═════ Exercise input ═════

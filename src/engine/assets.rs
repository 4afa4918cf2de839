use crate::browser;
use crate::engine::{self, HtmlImage, HtmlSound, ImageHandle, SoundHandle};
use crate::sprite::{AtlasSheet, Frames};
use anyhow::{anyhow, Context, Error, Result};
use async_trait::async_trait;
use futures::future::{FutureExt, LocalBoxFuture, Shared};
use serde::{Deserialize, Serialize};
use std::cell::RefCell;
use std::collections::HashMap;
use std::future::Future;
use std::rc::Rc;

/// File names of every resource the game uses, relative to `AssetPaths`
pub mod res {
    pub const BACKGROUND: &str = "background.png";
    pub const HERO_RUN: &str = "hero_run.json";
    pub const HERO_JUMP: &str = "hero_jump.json";
    pub const HERO_DOWN: &str = "hero_down.json";
    pub const LION_RUN: &str = "lion_run.json";
    pub const TORTOISE_DEAD: &str = "tortoise_dead.json";
    pub const PILLAR_STYLE: &str = "pillar_style.json";
    pub const HIT: &str = "hit.mp3";
}

/// Directory prefixes for each kind of resource
#[derive(Debug, Clone, Deserialize, Serialize, PartialEq)]
#[serde(default)]
pub struct AssetPaths {
    pub pictures: String,
    pub animations: String,
    pub music: String,
}

impl Default for AssetPaths {
    fn default() -> Self {
        AssetPaths {
            pictures: "res/pictures/".into(),
            animations: "res/animation/".into(),
            music: "res/music/".into(),
        }
    }
}

/// Platform side of asset loading : fetch one resource, no caching
#[async_trait(?Send)]
pub trait AssetLoader {
    async fn load_image(&self, path: &str) -> Result<ImageHandle>;
    async fn load_atlas(&self, path: &str) -> Result<AtlasSheet>;
    async fn load_sound(&self, path: &str) -> Result<SoundHandle>;
}

/// Browser loader : image elements, fetch + json, audio elements
pub struct WebLoader;

#[async_trait(?Send)]
impl AssetLoader for WebLoader {
    async fn load_image(&self, path: &str) -> Result<ImageHandle> {
        let image = engine::load_image(path).await?;
        Ok(Rc::new(HtmlImage(image)))
    }

    async fn load_atlas(&self, path: &str) -> Result<AtlasSheet> {
        browser::fetch_json::<AtlasSheet>(path).await
    }

    async fn load_sound(&self, path: &str) -> Result<SoundHandle> {
        let audio = engine::load_audio(path).await?;
        Ok(Rc::new(HtmlSound(audio)))
    }
}

// anyhow::Error is not Clone, waiters sharing one load share the error by Rc
type Pending<T> = Shared<LocalBoxFuture<'static, Result<T, Rc<Error>>>>;

struct Cache<T> {
    entries: RefCell<HashMap<String, Pending<T>>>,
}

impl<T> Default for Cache<T> {
    fn default() -> Self {
        Cache {
            entries: RefCell::new(HashMap::new()),
        }
    }
}

struct StoreInner {
    loader: Rc<dyn AssetLoader>,
    paths: AssetPaths,
    images: Cache<ImageHandle>,
    animations: Cache<Frames>,
    sounds: Cache<SoundHandle>,
}

fn images_of(inner: &StoreInner) -> &Cache<ImageHandle> {
    &inner.images
}

fn animations_of(inner: &StoreInner) -> &Cache<Frames> {
    &inner.animations
}

fn sounds_of(inner: &StoreInner) -> &Cache<SoundHandle> {
    &inner.sounds
}

/// Cached-by-path asset access shared by every entity
///
/// ┌──────────────────── request for "hero_run.json" ────────────────────────┐
/// │ first request   → start ONE load, remember its Shared future            │
/// │ while loading   → hand out a clone of the same Shared future            │
/// │ after success   → clones resolve immediately with the cached value      │
/// │ after failure   → entry is evicted, the next request loads again        │
/// └─────────────────────────────────────────────────────────────────────────┘
#[derive(Clone)]
pub struct AssetStore {
    inner: Rc<StoreInner>,
}

impl AssetStore {
    pub fn new(loader: Rc<dyn AssetLoader>, paths: AssetPaths) -> Self {
        AssetStore {
            inner: Rc::new(StoreInner {
                loader,
                paths,
                images: Cache::default(),
                animations: Cache::default(),
                sounds: Cache::default(),
            }),
        }
    }

    /// Image `name` under the pictures directory
    pub fn load_image(&self, name: &str) -> impl Future<Output = Result<ImageHandle>> {
        let path = format!("{}{}", self.inner.paths.pictures, name);
        let loader = self.inner.loader.clone();
        self.request(
            images_of,
            path,
            move |path| async move { loader.load_image(&path).await },
        )
    }

    /// Atlas `name` under the animation directory, cut into frames. The atlas
    /// image goes through the image cache, so atlases sharing a sheet fetch it
    /// once.
    pub fn load_animation(&self, name: &str) -> impl Future<Output = Result<Frames>> {
        let path = format!("{}{}", self.inner.paths.animations, name);
        let store = self.clone();
        self.request(
            animations_of,
            path,
            move |path| async move {
                let sheet = store.inner.loader.load_atlas(&path).await?;
                let image = store
                    .load_image(&sheet.image_path)
                    .await
                    .with_context(|| format!("Failed to load atlas image for {}", path))?;
                sheet.into_frames(image)
            },
        )
    }

    /// Sound `name` under the music directory
    pub fn load_sound(&self, name: &str) -> impl Future<Output = Result<SoundHandle>> {
        let path = format!("{}{}", self.inner.paths.music, name);
        let loader = self.inner.loader.clone();
        self.request(
            sounds_of,
            path,
            move |path| async move { loader.load_sound(&path).await },
        )
    }

    fn request<T, F, Fut>(
        &self,
        cache: fn(&StoreInner) -> &Cache<T>,
        path: String,
        load: F,
    ) -> impl Future<Output = Result<T>>
    where
        T: Clone + 'static,
        F: FnOnce(String) -> Fut,
        Fut: Future<Output = Result<T>> + 'static,
    {
        let pending = {
            let mut entries = cache(&self.inner).entries.borrow_mut();
            match entries.get(&path) {
                Some(pending) => pending.clone(),
                None => {
                    log::info!("load asset from {}", path);
                    let store = Rc::downgrade(&self.inner);
                    let key = path.clone();
                    let load = load(path.clone());
                    let pending = async move {
                        let result = load.await.map_err(Rc::new);
                        if let Err(err) = &result {
                            log::warn!("Error loading {} : {:#}", key, err);
                            if let Some(inner) = store.upgrade() {
                                cache(&inner).entries.borrow_mut().remove(&key);
                            }
                        }
                        result
                    }
                    .boxed_local()
                    .shared();
                    entries.insert(path, pending.clone());
                    pending
                }
            }
        };
        async move { pending.await.map_err(|err| anyhow!("{:#}", err)) }
    }
}

#[cfg(test)]
pub(crate) mod testing {
    use super::*;
    use crate::engine::Sound;
    use crate::sprite::testing::image;
    use std::cell::Cell;
    use std::collections::HashSet;

    pub struct CountingSound(pub Rc<Cell<u32>>);

    impl Sound for CountingSound {
        fn play(&self) {
            self.0.set(self.0.get() + 1);
        }
    }

    /// In-memory loader that resolves immediately and counts every fetch
    #[derive(Default)]
    pub struct MockLoader {
        pub atlases: HashMap<String, AtlasSheet>,
        pub failing: RefCell<HashSet<String>>,
        pub calls: RefCell<HashMap<String, usize>>,
        pub plays: Rc<Cell<u32>>,
    }

    impl MockLoader {
        pub fn calls(&self, path: &str) -> usize {
            self.calls.borrow().get(path).copied().unwrap_or(0)
        }

        pub fn fail(&self, path: &str) {
            self.failing.borrow_mut().insert(path.to_string());
        }

        pub fn recover(&self, path: &str) {
            self.failing.borrow_mut().remove(path);
        }

        fn record(&self, path: &str) -> Result<()> {
            *self.calls.borrow_mut().entry(path.to_string()).or_default() += 1;
            if self.failing.borrow().contains(path) {
                return Err(anyhow!("mock failure for {}", path));
            }
            Ok(())
        }
    }

    #[async_trait(?Send)]
    impl AssetLoader for MockLoader {
        async fn load_image(&self, path: &str) -> Result<ImageHandle> {
            self.record(path)?;
            Ok(image(1000.0, 1000.0))
        }

        async fn load_atlas(&self, path: &str) -> Result<AtlasSheet> {
            self.record(path)?;
            let name = path.rsplit('/').next().unwrap_or(path);
            self.atlases
                .get(name)
                .cloned()
                .ok_or_else(|| anyhow!("no atlas named {}", name))
        }

        async fn load_sound(&self, path: &str) -> Result<SoundHandle> {
            self.record(path)?;
            Ok(Rc::new(CountingSound(self.plays.clone())))
        }
    }

    fn strip(image_path: &str, sizes: &[(f32, f32)]) -> AtlasSheet {
        let mut x = 0.0;
        let frame_bounds = sizes
            .iter()
            .map(|&(width, height)| {
                let bounds = [x, 0.0, x + width, height];
                x += width;
                bounds
            })
            .collect();
        AtlasSheet {
            image_path: image_path.to_string(),
            frame_bounds,
            frame_insets: None,
        }
    }

    /// Atlases for every entity, with frame sizes the scene tests rely on
    /// - hero : run 50x80, jump 50x90, down 60x50
    /// - lion 80x50, tortoise 60x40, pillar variants 40 wide
    pub fn loader() -> MockLoader {
        let mut loader = MockLoader::default();
        let atlases = [
            (res::HERO_RUN, strip("hero.png", &[(50.0, 80.0); 4])),
            (res::HERO_JUMP, strip("hero.png", &[(50.0, 90.0); 4])),
            (res::HERO_DOWN, strip("hero.png", &[(60.0, 50.0); 2])),
            (res::LION_RUN, strip("lion.png", &[(80.0, 50.0); 3])),
            (res::TORTOISE_DEAD, strip("tortoise.png", &[(60.0, 40.0); 3])),
            (
                res::PILLAR_STYLE,
                strip("pillar.png", &[(40.0, 120.0), (40.0, 150.0), (40.0, 100.0)]),
            ),
        ];
        for (name, sheet) in atlases {
            loader.atlases.insert(name.to_string(), sheet);
        }
        loader
    }

    /// Same hit box `insets` on every frame of atlas `name`
    pub fn inset_atlas(loader: &mut MockLoader, name: &str, insets: [f32; 4]) {
        if let Some(sheet) = loader.atlases.get_mut(name) {
            sheet.frame_insets = Some(vec![insets; sheet.frame_bounds.len()]);
        }
    }

    pub fn store() -> (AssetStore, Rc<MockLoader>) {
        store_from(loader())
    }

    pub fn store_from(loader: MockLoader) -> (AssetStore, Rc<MockLoader>) {
        let loader = Rc::new(loader);
        let store = AssetStore::new(loader.clone(), AssetPaths::default());
        (store, loader)
    }
}
impl Scene {
    pub fn new(
        config: SceneConfig,
        spawn: SpawnConfig,
        assets: AssetStore,
        spawner: Spawner,
    ) -> Self {
        let commands = CommandQueue::default();
        let manager = GameManager::new(spawn, assets, spawner, commands.clone());
        Scene {
            config,
            scroll: 0.0,
            background: None,
            obstacles: Vec::new(),
            hero: None,
            commands,
            manager,
            next_id: 0,
            load_error: None,
        }
    }

    pub fn config(&self) -> &SceneConfig {
        &self.config
    }

    pub fn scroll(&self) -> f32 {
        self.scroll
    }

    pub fn manager_mut(&mut self) -> &mut GameManager {
        &mut self.manager
    }

    /// Handle for queueing changes from outside a traversal
    pub fn commands(&self) -> CommandQueue {
        self.commands.clone()
    }

    pub fn set_background(&mut self, image: ImageHandle) {
        self.background = Some(image);
    }

    /// Error of the last failed hero preparation
    pub fn load_error(&self) -> Option<&str> {
        self.load_error.as_deref()
    }

    /// Prepare a hero for this scene
    pub fn start(&mut self) {
        self.load_error = None;
        self.manager.start();
    }

    /// Drop every obstacle, queued command and the scroll distance
    pub fn clear(&mut self) {
        self.obstacles.clear();
        self.commands.take();
        self.hero = None;
        self.scroll = 0.0;
    }

    pub fn restart(&mut self) {
        self.clear();
        self.manager.reset();
        self.start();
    }

    /// Change the viewport and shift the world so the hero is centered
    pub fn resize(&mut self, width: f32, height: f32) {
        self.config.width = width;
        self.config.height = height;
        let Some(hero) = self.hero() else {
            return;
        };
        let bounds = hero.body().bounds;
        let dx = (width / 2.0).floor() - (bounds.width() / 2.0).floor() - bounds.left;
        for slot in self.obstacles.iter_mut() {
            slot.obstacle.body_mut().bounds.offset(dx, 0.0);
        }
    }

    pub fn len(&self) -> usize {
        self.obstacles.len()
    }

    pub fn is_empty(&self) -> bool {
        self.obstacles.is_empty()
    }

    /// Live obstacles in priority order
    pub fn obstacles(&self) -> impl Iterator<Item = &dyn Obstacle> + '_ {
        self.obstacles.iter().map(|slot| slot.obstacle.as_ref())
    }

    pub fn obstacles_in(&self, rect: impl Into<Rect>) -> Vec<&dyn Obstacle> {
        let rect = rect.into();
        self.obstacles()
            .filter(|obstacle| obstacle.body().bounds.intersects(rect))
            .collect()
    }

    pub fn hero_id(&self) -> Option<EntityId> {
        self.hero
    }

    pub fn hero(&self) -> Option<&Hero> {
        let index = self.hero_index()?;
        self.obstacles[index].obstacle.as_hero()
    }

    pub fn hero_mut(&mut self) -> Option<&mut Hero> {
        let index = self.hero_index()?;
        self.obstacles[index].obstacle.as_hero_mut()
    }

    /// Score of the running game, None without a hero
    pub fn score(&self) -> Option<u64> {
        self.hero().map(|hero| self.manager.score(self.scroll, hero))
    }

    /// Insert right away, keeping the list sorted by priority. Equal
    /// priorities keep their insertion order.
    pub fn add_obstacle(&mut self, mut obstacle: Box<dyn Obstacle>) -> EntityId {
        let id = EntityId(self.next_id);
        self.next_id += 1;
        obstacle.on_add_to_scene(&self.config);
        let priority = obstacle.body().priority();
        let index = self
            .obstacles
            .partition_point(|slot| slot.obstacle.body().priority() <= priority);
        log::debug!("{} joins the scene as {:?}", obstacle.name(), id);
        self.obstacles.insert(index, Slot { id, obstacle });
        id
    }

    /// Insert `hero` as the scene's hero and center the view on it
    pub fn set_hero(&mut self, hero: Box<dyn Obstacle>) -> Option<EntityId> {
        if hero.as_hero().is_none() {
            log::warn!("{} cannot be the hero", hero.name());
            return None;
        }
        if self.hero.is_some() {
            log::warn!("a hero is already running, dropping the new one");
            return None;
        }
        let id = self.add_obstacle(hero);
        self.hero = Some(id);
        self.load_error = None;
        let (width, height) = (self.config.width, self.config.height);
        self.resize(width, height);
        Some(id)
    }

    /// Queue `obstacle` to join at the next frame boundary
    pub fn queue_obstacle(&self, obstacle: Box<dyn Obstacle>) {
        self.commands.push(SceneCommand::Insert {
            obstacle,
            placement: Placement::AsIs,
            generation: self.manager.generation(),
        });
    }

    /// Queue the obstacle `id` for removal
    pub fn remove_obstacle(&self, id: EntityId) {
        self.commands.push(SceneCommand::Remove(id));
    }

    /// Route input to the hero, returns true when it was consumed
    pub fn dispatch_event(&mut self, event: InputEvent) -> bool {
        let Some(index) = self.hero_index() else {
            return false;
        };
        self.obstacles[index]
            .obstacle
            .handle_input(event, &self.config)
    }

    pub fn update(&mut self) {
        let Some(hero_index) = self.hero_index() else {
            self.flush_commands();
            return;
        };
        let speed = self.obstacles[hero_index]
            .obstacle
            .as_hero()
            .map_or(0.0, Hero::x_speed);
        self.scroll += speed;

        let config = &self.config;
        for slot in self.obstacles.iter_mut() {
            let obstacle = slot.obstacle.as_mut();
            obstacle.body_mut().bounds.offset(-speed, config.gravity);
            obstacle.update(config);
        }

        self.resolve_collisions(hero_index);
        self.evict();
        self.clamp_to_ground();
        // the run ended during eviction
        if self.hero.is_some() {
            self.manager.spawn_if_due();
        }
        self.flush_commands();
    }

    pub fn draw(&self, renderer: &dyn Renderer) {
        if let Some(background) = &self.background {
            draw_cover_image(
                renderer,
                background.as_ref(),
                self.scroll,
                0.0,
                self.config.width,
            );
        }
        let viewport = Rect::new(0.0, 0.0, self.config.width, self.config.height);
        for obstacle in self.obstacles() {
            let body = obstacle.body();
            if !body.bounds.intersects(viewport) {
                continue;
            }
            obstacle.draw(renderer);
            if self.config.show_collision_bounds {
                renderer.fill_rect(&body.collision_bounds(), COLLISION_BOUNDS_COLOR);
            }
        }
    }

    fn hero_index(&self) -> Option<usize> {
        let id = self.hero?;
        self.obstacles.iter().position(|slot| slot.id == id)
    }

    fn resolve_collisions(&mut self, hero_index: usize) {
        for index in 0..self.obstacles.len() {
            if index == hero_index {
                continue;
            }
            let (hero_slot, other_slot) = pair_mut(&mut self.obstacles, hero_index, index);
            let Some(hero) = hero_slot.obstacle.as_hero_mut() else {
                return;
            };
            // a previous collision this tick may have killed the hero
            if !hero.body().can_collide() {
                return;
            }
            let other = other_slot.obstacle.as_mut();
            if !other.body().can_collide() {
                continue;
            }
            if hero
                .body()
                .collision_bounds()
                .intersects(other.body().collision_bounds())
            {
                self.manager.on_collision(hero, other);
            }
        }
    }

    fn evict(&mut self) {
        let mut index = 0;
        while index < self.obstacles.len() {
            let body = self.obstacles[index].obstacle.body();
            if body.is_active() && body.bounds.right >= 0.0 {
                index += 1;
                continue;
            }
            let mut slot = self.obstacles.remove(index);
            slot.obstacle.on_remove_from_scene();
            log::debug!("{} {:?} leaves the scene", slot.obstacle.name(), slot.id);
            if self.hero == Some(slot.id) {
                self.hero = None;
                self.manager.exit();
            }
        }
    }

    fn clamp_to_ground(&mut self) {
        let ground = self.config.ground_y;
        for slot in self.obstacles.iter_mut() {
            let bounds = &mut slot.obstacle.body_mut().bounds;
            if bounds.bottom > ground {
                let overshoot = bounds.bottom - ground;
                bounds.offset(0.0, -overshoot);
            }
        }
    }

    fn flush_commands(&mut self) {
        let current = self.manager.generation();
        for command in self.commands.take() {
            match command {
                SceneCommand::Insert {
                    obstacle,
                    generation,
                    ..
                } if generation != current => {
                    log::debug!("dropping {} prepared for an earlier run", obstacle.name());
                }
                SceneCommand::PrepareFailed {
                    name, generation, ..
                } if generation != current => {
                    log::debug!("ignoring {} failure from an earlier run", name);
                }
                SceneCommand::Insert {
                    mut obstacle,
                    placement,
                    ..
                } => match placement {
                    Placement::AsIs => {
                        self.add_obstacle(obstacle);
                    }
                    Placement::Frontier => {
                        obstacle.place_at_frontier(&self.config);
                        self.add_obstacle(obstacle);
                    }
                    Placement::Hero => {
                        self.set_hero(obstacle);
                    }
                },
                SceneCommand::Remove(id) => {
                    match self.obstacles.iter_mut().find(|slot| slot.id == id) {
                        Some(slot) => slot.obstacle.body_mut().kill(),
                        None => log::debug!("{:?} already left the scene", id),
                    }
                }
                SceneCommand::PrepareFailed {
                    name,
                    placement,
                    reason,
                    ..
                } => {
                    if placement == Placement::Hero {
                        log::error!("hero could not be prepared : {}", reason);
                        self.load_error = Some(reason);
                    } else {
                        log::debug!("skipping {} spawn", name);
                    }
                }
            }
        }
    }
}
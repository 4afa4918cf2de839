use crate::browser;
use anyhow::{anyhow, Error, Result};
// web assembly is a single threaded environment, so Rc RefCell > Mutex
use async_trait::async_trait;
use futures::channel::oneshot::channel;
use std::any::Any;
use std::cell::RefCell;
use std::rc::Rc;
use wasm_bindgen::{
    // unchecked_ref (unsafe) cast from Javascript type to Rust type
    // - because we control the closure creation and specify the expected type,
    // in principle this should be generally safe (unsafe) code
    JsCast,
    JsValue,
};
use web_sys::{CanvasRenderingContext2d, HtmlAudioElement, HtmlImageElement};

pub mod assets;
pub mod input;
pub mod rect;

pub use self::input::{InputEvent, InputQueue};
pub use self::rect::Rect;

#[async_trait(?Send)]
pub trait Game {
    async fn initialize(&self) -> Result<Box<dyn Game>>;
    fn handle_input(&mut self, event: InputEvent);
    fn update(&mut self);
    fn draw(&self, renderer: &dyn Renderer);
}

// length of a frame in milliseconds
const FRAME_SIZE: f32 = 1.0 / 60.0 * 1000.0;

pub struct GameLoop {
    last_frame: f64,
    accumulated_delta: f32,
}

type SharedLoopClosure = Rc<RefCell<Option<browser::LoopClosure>>>;

impl GameLoop {
    pub async fn start(game: impl Game + 'static) -> Result<()> {
        let mut game = game.initialize().await?;
        let input = InputQueue::default();
        browser::listen_for_input(input.clone())?;

        let mut game_loop = GameLoop {
            last_frame: browser::now()?,
            accumulated_delta: 0.0,
        };
        let renderer = CanvasRenderer {
            context: browser::context()?,
        };
        let f: SharedLoopClosure = Rc::new(RefCell::new(None));
        let g = f.clone();
        *g.borrow_mut() = Some(browser::create_raf_closure(move |perf: f64| {
            for event in input.drain() {
                game.handle_input(event);
            }
            game_loop.accumulated_delta += (perf - game_loop.last_frame) as f32;
            while game_loop.accumulated_delta > FRAME_SIZE {
                game.update();
                game_loop.accumulated_delta -= FRAME_SIZE;
            }
            game_loop.last_frame = perf;
            game.draw(&renderer);
            if let Some(closure) = f.borrow().as_ref() {
                if let Err(err) = browser::request_animation_frame(closure) {
                    log::error!("GameLoop stopped : {:#}", err);
                }
            }
        }));

        browser::request_animation_frame(
            g.borrow()
                .as_ref()
                .ok_or_else(|| anyhow!("GameLoop: Loop is None"))?,
        )?;

        Ok(())
    }
}

/// Anything the renderer can blit from
/// - `as_any` lets a concrete renderer recover its own image type
pub trait ImageSource {
    fn width(&self) -> f32;
    fn height(&self) -> f32;
    fn as_any(&self) -> &dyn Any;
}

pub type ImageHandle = Rc<dyn ImageSource>;

/// A decoded, playable sound buffer
pub trait Sound {
    fn play(&self);
}

pub type SoundHandle = Rc<dyn Sound>;

/// The 2D drawing surface the scene paints on
pub trait Renderer {
    fn clear(&self, rect: &Rect);
    /// Blit `frame` (source sub rectangle of `image`) into `destination`
    fn draw_image(&self, image: &dyn ImageSource, frame: &Rect, destination: &Rect);
    fn fill_rect(&self, rect: &Rect, color: &str);
    fn fill_text(&self, text: &str, x: f32, y: f32, color: &str);
}

pub struct HtmlImage(pub HtmlImageElement);

impl ImageSource for HtmlImage {
    fn width(&self) -> f32 {
        self.0.natural_width() as f32
    }

    fn height(&self) -> f32 {
        self.0.natural_height() as f32
    }

    fn as_any(&self) -> &dyn Any {
        self
    }
}

pub struct HtmlSound(pub HtmlAudioElement);

impl Sound for HtmlSound {
    fn play(&self) {
        // rewind so rapid hits restart the clip instead of being dropped
        self.0.set_current_time(0.0);
        if let Err(err) = self.0.play() {
            log::warn!("Could not play sound : {:#?}", err);
        }
    }
}

pub struct CanvasRenderer {
    context: CanvasRenderingContext2d,
}

impl Renderer for CanvasRenderer {
    fn clear(&self, rect: &Rect) {
        self.context.clear_rect(
            rect.left.into(),
            rect.top.into(),
            rect.width().into(),
            rect.height().into(),
        );
    }

    fn draw_image(&self, image: &dyn ImageSource, frame: &Rect, destination: &Rect) {
        let Some(image) = image.as_any().downcast_ref::<HtmlImage>() else {
            log::warn!("CanvasRenderer can only draw HtmlImage sources");
            return;
        };
        if let Err(err) = self
            .context
            .draw_image_with_html_image_element_and_sw_and_sh_and_dx_and_dy_and_dw_and_dh(
                &image.0,
                frame.left.into(),
                frame.top.into(),
                frame.width().into(),
                frame.height().into(),
                destination.left.into(),
                destination.top.into(),
                destination.width().into(),
                destination.height().into(),
            )
        {
            log::error!("Drawing is throwing exceptions : {:#?}", err);
        }
    }

    fn fill_rect(&self, rect: &Rect, color: &str) {
        self.context.set_fill_style_str(color);
        self.context.fill_rect(
            rect.left.into(),
            rect.top.into(),
            rect.width().into(),
            rect.height().into(),
        );
    }

    fn fill_text(&self, text: &str, x: f32, y: f32, color: &str) {
        self.context.set_fill_style_str(color);
        self.context.set_font("24px monospace");
        self.context.set_text_baseline("top");
        if let Err(err) = self.context.fill_text(text, x.into(), y.into()) {
            log::warn!("Could not draw text : {:#?}", err);
        }
    }
}

/// Asynchronously load an image from a given source path
/// # Arguments
/// * `source` - string slice to path/url
/// # Returns
/// * `Ok(HtmlImageElement)` - on load success
/// * `Err` - on load fail
pub async fn load_image(source: &str) -> Result<HtmlImageElement> {
    let image = browser::new_image()?;
    await_element("image", |on_load, on_error| {
        image.set_onload(Some(on_load.unchecked_ref()));
        image.set_onerror(Some(on_error.unchecked_ref()));
        image.set_src(source);
    })
    .await?;
    Ok(image)
}

/// Asynchronously load an audio clip, resolves once the browser reports it
/// can play through
pub async fn load_audio(source: &str) -> Result<HtmlAudioElement> {
    let audio = browser::new_audio(source)?;
    await_element("audio", |on_ready, on_error| {
        audio.set_oncanplaythrough(Some(on_ready.unchecked_ref()));
        audio.set_onerror(Some(on_error.unchecked_ref()));
        audio.load();
    })
    .await?;
    Ok(audio)
}

/// Resolves when the first of the two callbacks handed to `listen` fires
/// - `listen` gets (success, error) and wires them to the element
async fn await_element(kind: &str, listen: impl FnOnce(&JsValue, &JsValue)) -> Result<()> {
    let (tx, rx) = channel::<Result<(), Error>>();
    let success_tx = Rc::new(RefCell::new(Some(tx)));
    let error_tx = success_tx.clone();
    let kind = kind.to_string();

    let success_callback = browser::closure_once(move || {
        if let Some(tx) = success_tx.borrow_mut().take() {
            let _ = tx.send(Ok(()));
        }
    });

    let error_callback = browser::closure_once(move |err: JsValue| {
        if let Some(tx) = error_tx.borrow_mut().take() {
            let _ = tx.send(Err(anyhow!(
                "[engine::load_{}] Error loading {}: {:#?}",
                kind,
                kind,
                err
            )));
        }
    });

    listen(success_callback.as_ref(), error_callback.as_ref());

    // keep callbacks alive until the element loads or errors
    success_callback.forget();
    error_callback.forget();

    // ?? - double unwrap because Result<Result<(), Error>, oneshot::Canceled>
    // - first unwrap yields channel result : Result<(), Error>
    // - second unwrap yields the load result : () or propagating Error
    rx.await??;
    Ok(())
}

═════

Task description »
Scan the data above and copy every line with "bottom" in it.

Written answer »
            if bounds.bottom > ground {
                let overshoot = bounds.bottom - ground;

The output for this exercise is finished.